The Almond Tree is one of the most moving and powerful novels I’ve read. It’s the kind of book that takes the reader into another world, a world of poverty and war, brutality, sorrow and love. And in the process we become aware of ourselves as human beings; the beauty and the horror we create.

What a ride. Man’s inhumanity to his fellow creatures is appalling, countered only by a deep sense of justice, compassion and a love for the truth whatever it is.

Corasanti shines the light of awareness into the shadows of our ignorance and draws our attention to a deep injustice knowing that awareness gives rise to understanding and understanding to change. This conflict, this oppression, will not be able to continue in the light of awareness.

Obama recently spoke to Jewish students. He said, “Put yourself in their shoes — look at the world through their eyes.
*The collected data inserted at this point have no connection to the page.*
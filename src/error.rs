//! Error taxonomy for the catalog engine
//!
//! Validation and lookup errors are reported synchronously and never retried.
//! Persistence errors are fatal for the operation that raised them; in-memory
//! state is never updated before the write they guard has succeeded.
use thiserror::Error;

/// Result alias used across the crate
pub type CatalogResult<T> = Result<T, CatalogError>;

#[derive(Debug, Error)]
pub enum CatalogError {
    // ========== Validation ==========
    #[error("invalid tag: {0}")]
    InvalidTag(String),

    #[error("invalid date '{0}'")]
    InvalidDate(String),

    #[error("invalid range: start {start} is after end {end}")]
    InvalidRange { start: String, end: String },

    #[error("invalid arity for tag type '{0}': limit must be at least 1")]
    InvalidArity(String),

    #[error("invalid username '{0}'")]
    InvalidUsername(String),

    #[error("search query needs at least one tag")]
    EmptyQuery,

    // ========== Lookup / uniqueness ==========
    #[error("an album named '{0}' already exists")]
    DuplicateAlbumName(String),

    #[error("album '{0}' not found")]
    AlbumNotFound(String),

    #[error("photo '{0}' not found")]
    PhotoNotFound(String),

    #[error("a photo with path '{0}' is already in the catalog")]
    DuplicatePhoto(String),

    #[error("user '{0}' already exists")]
    DuplicateUser(String),

    #[error("user '{0}' not found")]
    UserNotFound(String),

    #[error("account '{0}' is protected and cannot be deleted")]
    ProtectedAccount(String),

    #[error("'{username}' is not allowed to manage accounts")]
    PermissionDenied { username: String },

    #[error("tag type '{type_name}' allows at most {limit} value(s) per photo")]
    TagArityExceeded { type_name: String, limit: u32 },

    // ========== Persistence ==========
    #[error("stored catalog for '{username}' is corrupt: {reason}")]
    CorruptData { username: String, reason: String },

    #[error("storage error: {0}")]
    Storage(#[from] rusqlite::Error),

    #[error("failed to serialize catalog: {0}")]
    Serialize(#[from] serde_json::Error),

    #[error("i/o error: {0}")]
    Io(#[from] std::io::Error),
}

impl CatalogError {
    pub(crate) fn corrupt(username: &str, reason: impl Into<String>) -> Self {
        CatalogError::CorruptData {
            username: username.to_string(),
            reason: reason.into(),
        }
    }
}
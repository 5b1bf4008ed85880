//! Shared data structures for the account registry
//!
//! These structs flow between the database layer and the directory layer.
use crate::model::AccountKind;

/// Username of the built-in administrator account
pub const ADMIN_USERNAME: &str = "admin";

/// Username of the account seeded from the stock photo folder
pub const STOCK_USERNAME: &str = "stock";

/// Minimal registry entry for one account
#[derive(Debug, Clone, PartialEq, Eq)]
pub struct Account {
    pub username: String,
    pub kind: AccountKind,
}

impl Account {
    pub fn regular(username: impl Into<String>) -> Self {
        Self {
            username: username.into(),
            kind: AccountKind::Regular,
        }
    }

    pub fn admin(username: impl Into<String>) -> Self {
        Self {
            username: username.into(),
            kind: AccountKind::Admin,
        }
    }

    pub fn is_admin(&self) -> bool {
        self.kind == AccountKind::Admin
    }
}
It is not fair that a Palestinian child cannot grow up in a state of her own, and lives with the presence of a foreign army that controls the movements of her parents, every single day.”

Awareness.

So little of the history and ongoing events are known by Westerners. We’re ignorant and can’t afford to be! We have great wealth and power at the moment but it cannot last when we don’t give to others what we want for ourselves.

And what do we want? Is it not to live at peace with our neighbors, to make a living, to care for our families and raise our children with a roof over our heads, clean water. food, fairness and justice.

Life has its own way, and if we refuse to share what we have with others we won’t have it either.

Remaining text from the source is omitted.